The Kenya Association of Manufacturers (KAM) has noted that tariff liberalisation in other trade agreements within the continent have given rise to protectionist measures in the form of non-tariff barriers, which have the effect of dampening intra-regional trade.
The country's manufacturing sector also points out the underdeveloped transport and logistics system across the continent, with some countries having almost no roads, air or railway systems.
It is our hope that in the current framework, there will be robust mechanisms to deter the increase in non-tariff barriers that have largely contributed to the low levels of intra-African tradeKenya Association of Manufacturers CEO Phyllis Wakiaga
In Kenya, there are concerns over the cost of doing business which is said to be “relatively high” compared to peer member countries in the AfCFTA, making local products uncompetitive.

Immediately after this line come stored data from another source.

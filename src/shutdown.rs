use tracing::{error, info};

use crate::input::InputChannel;
use crate::registry::SubsystemRegistry;

/// Flush and stop every stateful subsystem still present. Each attempt is
/// isolated: a failure is logged and the next attempt still runs. Never
/// returns an error.
pub async fn run(registry: &mut SubsystemRegistry, input: Option<&mut dyn InputChannel>) {
    info!("shutting down assistant services...");

    if let Some(memory) = registry.memory.as_mut() {
        match memory.save() {
            Ok(()) => info!("memory flushed"),
            Err(e) => error!("error saving memory on shutdown: {e}"),
        }
    }

    if let Some(voice) = registry.voice.as_mut() {
        if let Err(e) = voice.stop().await {
            error!("error stopping voice output: {e:#}");
        }
    }

    if let Some(input) = input {
        input.close();
    }

    info!("assistant stopped cleanly");
}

“This needs to be improved through elimination of multiple taxations and lowering of transactions costs, so as to create more jobs and a good business environment,” KAM CEO Phyllis Wakiaga said.
The AfCFTA which came into effect on January 1, this year, is meant to create a borderless market for over 1.2 billion people, devoid of trade barriers and restrictive tariffs.

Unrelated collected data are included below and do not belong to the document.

#![allow(dead_code)]

use std::collections::VecDeque;
use std::sync::atomic::{AtomicUsize, Ordering};
use std::sync::{Arc, Mutex};

use anyhow::{anyhow, Result};
use async_trait::async_trait;

use parley::input::{InputChannel, ListenOutcome};
use parley::subsystems::knowledge::KnowledgeLookup;
use parley::subsystems::memory::{MemoryEntry, MemoryError, MemoryStore};
use parley::subsystems::reasoner::{Reasoner, ThinkResult};
use parley::subsystems::voice::VoiceOutput;

#[derive(Clone, Copy)]
pub enum ReasonerScript {
    Reply(&'static str),
    NoText,
    Fail,
}

pub struct ScriptedReasoner {
    script: ReasonerScript,
    pub calls: Arc<Mutex<Vec<String>>>,
}

impl ScriptedReasoner {
    pub fn new(script: ReasonerScript) -> (Self, Arc<Mutex<Vec<String>>>) {
        let calls = Arc::new(Mutex::new(Vec::new()));
        (
            Self {
                script,
                calls: calls.clone(),
            },
            calls,
        )
    }
}

#[async_trait]
impl Reasoner for ScriptedReasoner {
    async fn think(&self, text: &str) -> Result<ThinkResult> {
        self.calls.lock().unwrap().push(text.to_string());
        match self.script {
            ReasonerScript::Reply(reply) => Ok(ThinkResult {
                response: Some(reply.to_string()),
            }),
            ReasonerScript::NoText => Ok(ThinkResult { response: None }),
            ReasonerScript::Fail => Err(anyhow!("reasoner exploded")),
        }
    }
}

pub struct RecordingMemory {
    pub entries: Arc<Mutex<Vec<MemoryEntry>>>,
    pub saves: Arc<AtomicUsize>,
    fail_store: bool,
    fail_save: bool,
}

impl RecordingMemory {
    pub fn new() -> (Self, Arc<Mutex<Vec<MemoryEntry>>>) {
        Self::with_failures(false, false)
    }

    pub fn with_failures(
        fail_store: bool,
        fail_save: bool,
    ) -> (Self, Arc<Mutex<Vec<MemoryEntry>>>) {
        let entries = Arc::new(Mutex::new(Vec::new()));
        (
            Self {
                entries: entries.clone(),
                saves: Arc::new(AtomicUsize::new(0)),
                fail_store,
                fail_save,
            },
            entries,
        )
    }
}

impl MemoryStore for RecordingMemory {
    fn store(&mut self, entry: MemoryEntry) -> Result<(), MemoryError> {
        if self.fail_store {
            return Err(MemoryError::Serialization("store rejected".to_string()));
        }
        self.entries.lock().unwrap().push(entry);
        Ok(())
    }

    fn save(&mut self) -> Result<(), MemoryError> {
        self.saves.fetch_add(1, Ordering::SeqCst);
        if self.fail_save {
            return Err(MemoryError::Serialization("save rejected".to_string()));
        }
        Ok(())
    }
}

pub struct RecordingVoice {
    pub spoken: Arc<Mutex<Vec<String>>>,
    pub stops: Arc<AtomicUsize>,
    fail_speak: bool,
    fail_stop: bool,
}

impl RecordingVoice {
    pub fn new() -> (Self, Arc<Mutex<Vec<String>>>) {
        Self::with_failures(false, false)
    }

    pub fn with_failures(fail_speak: bool, fail_stop: bool) -> (Self, Arc<Mutex<Vec<String>>>) {
        let spoken = Arc::new(Mutex::new(Vec::new()));
        (
            Self {
                spoken: spoken.clone(),
                stops: Arc::new(AtomicUsize::new(0)),
                fail_speak,
                fail_stop,
            },
            spoken,
        )
    }
}

#[async_trait]
impl VoiceOutput for RecordingVoice {
    async fn speak(&mut self, text: &str) -> Result<()> {
        if self.fail_speak {
            return Err(anyhow!("speaker offline"));
        }
        self.spoken.lock().unwrap().push(text.to_string());
        Ok(())
    }

    async fn stop(&mut self) -> Result<()> {
        self.stops.fetch_add(1, Ordering::SeqCst);
        if self.fail_stop {
            return Err(anyhow!("speaker refused to stop"));
        }
        Ok(())
    }
}

pub struct StubKnowledge;

#[async_trait]
impl KnowledgeLookup for StubKnowledge {
    async fn lookup(&self, _query: &str) -> Result<String> {
        Ok("stub answer".to_string())
    }
}

/// Plays back a fixed sequence of listen outcomes, then reports the channel
/// closed.
pub struct ScriptedInput {
    outcomes: VecDeque<ListenOutcome>,
    pub closes: Arc<AtomicUsize>,
}

impl ScriptedInput {
    pub fn new(outcomes: Vec<ListenOutcome>) -> Self {
        Self {
            outcomes: outcomes.into(),
            closes: Arc::new(AtomicUsize::new(0)),
        }
    }
}

#[async_trait(?Send)]
impl InputChannel for ScriptedInput {
    async fn next(&mut self) -> ListenOutcome {
        self.outcomes.pop_front().unwrap_or(ListenOutcome::Closed)
    }

    fn close(&mut self) {
        self.closes.fetch_add(1, Ordering::SeqCst);
    }
}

KAM yesterday said overlapping membership to trading blocs also stands as a hindrance to speedy adoption of the continental trade pact.

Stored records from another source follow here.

use anyhow::Result;
use async_trait::async_trait;
use tokio::process::Command;
use tokio::sync::oneshot;

/// Spoken output. Absence and failure both degrade to text-only replies.
#[async_trait]
pub trait VoiceOutput: Send {
    async fn speak(&mut self, text: &str) -> Result<()>;
    /// Cut off any in-flight speech. Called on interruption and at shutdown.
    async fn stop(&mut self) -> Result<()>;
}

/// Speaks through the OS `say` binary. A new utterance interrupts the
/// previous one; the child is reaped by a detached task.
pub struct SystemVoice {
    voice: Option<String>,
    active: Option<oneshot::Sender<()>>,
}

impl SystemVoice {
    pub fn new(voice: Option<String>) -> Self {
        Self { voice, active: None }
    }
}

#[async_trait]
impl VoiceOutput for SystemVoice {
    async fn speak(&mut self, text: &str) -> Result<()> {
        if let Some(stop_tx) = self.active.take() {
            let _ = stop_tx.send(());
        }

        let mut cmd = Command::new("say");
        if let Some(voice) = &self.voice {
            cmd.arg("-v").arg(voice);
        }
        let mut child = cmd.arg(text).kill_on_drop(true).spawn()?;

        let (stop_tx, mut stop_rx) = oneshot::channel();
        self.active = Some(stop_tx);

        tokio::spawn(async move {
            tokio::select! {
                _ = child.wait() => {}
                _ = &mut stop_rx => {
                    let _ = child.kill().await;
                }
            }
        });

        Ok(())
    }

    async fn stop(&mut self) -> Result<()> {
        if let Some(stop_tx) = self.active.take() {
            let _ = stop_tx.send(());
        }
        Ok(())
    }
}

There is also non-uniform order clearance logistics across the continent, and unfamiliar customs and administrative procedures and transit policies of goods across different Regional Economic Communities (RECs), among countries with no functional trade arrangements.
“It is our hope that in the current framework, there will be robust mechanisms to deter the increase in non-tariff barriers that have largely contributed to the low levels of intra-African trade,” said Wakiaga.
State parties also need to resist the temptation to impose other protectionist measures at the expense of a well-developed African regional value chain, KAM told the Star.
The association has called on the African Union and AfCFTA to continue lobbying countries to ratify the agreement, in order to have more countries operating under a liberalized trade regime.
It is critical that the AfCFTA Secretariat shares with stakeholders, the customs procedures required for trading under the new trade regime, it adds.
These include documents such as the certificate of origin for goods, suppliers declarations, authorised signatures and stamp impressions required by state parties.
A number of countries in the four Customs Unions -EAC; Southern African Customs Union (SACU), Central African Economic and Monetary Community (CEMAC) and Economic Community of West African States (ECOWAS) have submitted their tariff offers.
They also include those that do not belong to any customs union such as Malawi, Madagascar, Mauritius, Seychelles, Egypt, Sao Tome and Principe, Democratic Republic of Congo, South Sudan, Zambia and South Africa.
However, most have not passed the validation criteria of their tariff offers issued by AU.
Kenyan manufacturers who are eying the continental market are pushing for the uploading of the Africa Trade Observatory Portal that contains information for traders within AfCFTA, and sensitisation of businesses on how the platform works.
They also want the setting up of a Pan African Payment and Settlement System finalised, to enable companies to receive payments in their local currency.
To ensure effective implementation of AfCFTA, the Secretariat needs to continuously monitor, and track progress made by state parties in fulfilling the requirements to trade under the agreement, according to KAM.
The AfCFTA will enhance regional value chains for manufacturers since the Rules of Origin will encourage sourcing of raw materials from within Africa, It notes.
Manufacturers will also have an opportunity to trade with countries with whom they do not have bilateral trade agreements with, and enjoy economies of scale and cheaper raw materials from state parties.
Additionally, it will help Kenya diversify its export market, by venturing into non-traditional markets such as West and North Africa.
“The boost in intra-Africa trade will create more jobs and enhance skills transfer, due to the liberalized movement of suppliers of goods and services. AfCFTA has the potential to improve the country’s GDP and by so doing, increase the country’s aggregate demand,” said Wakiaga.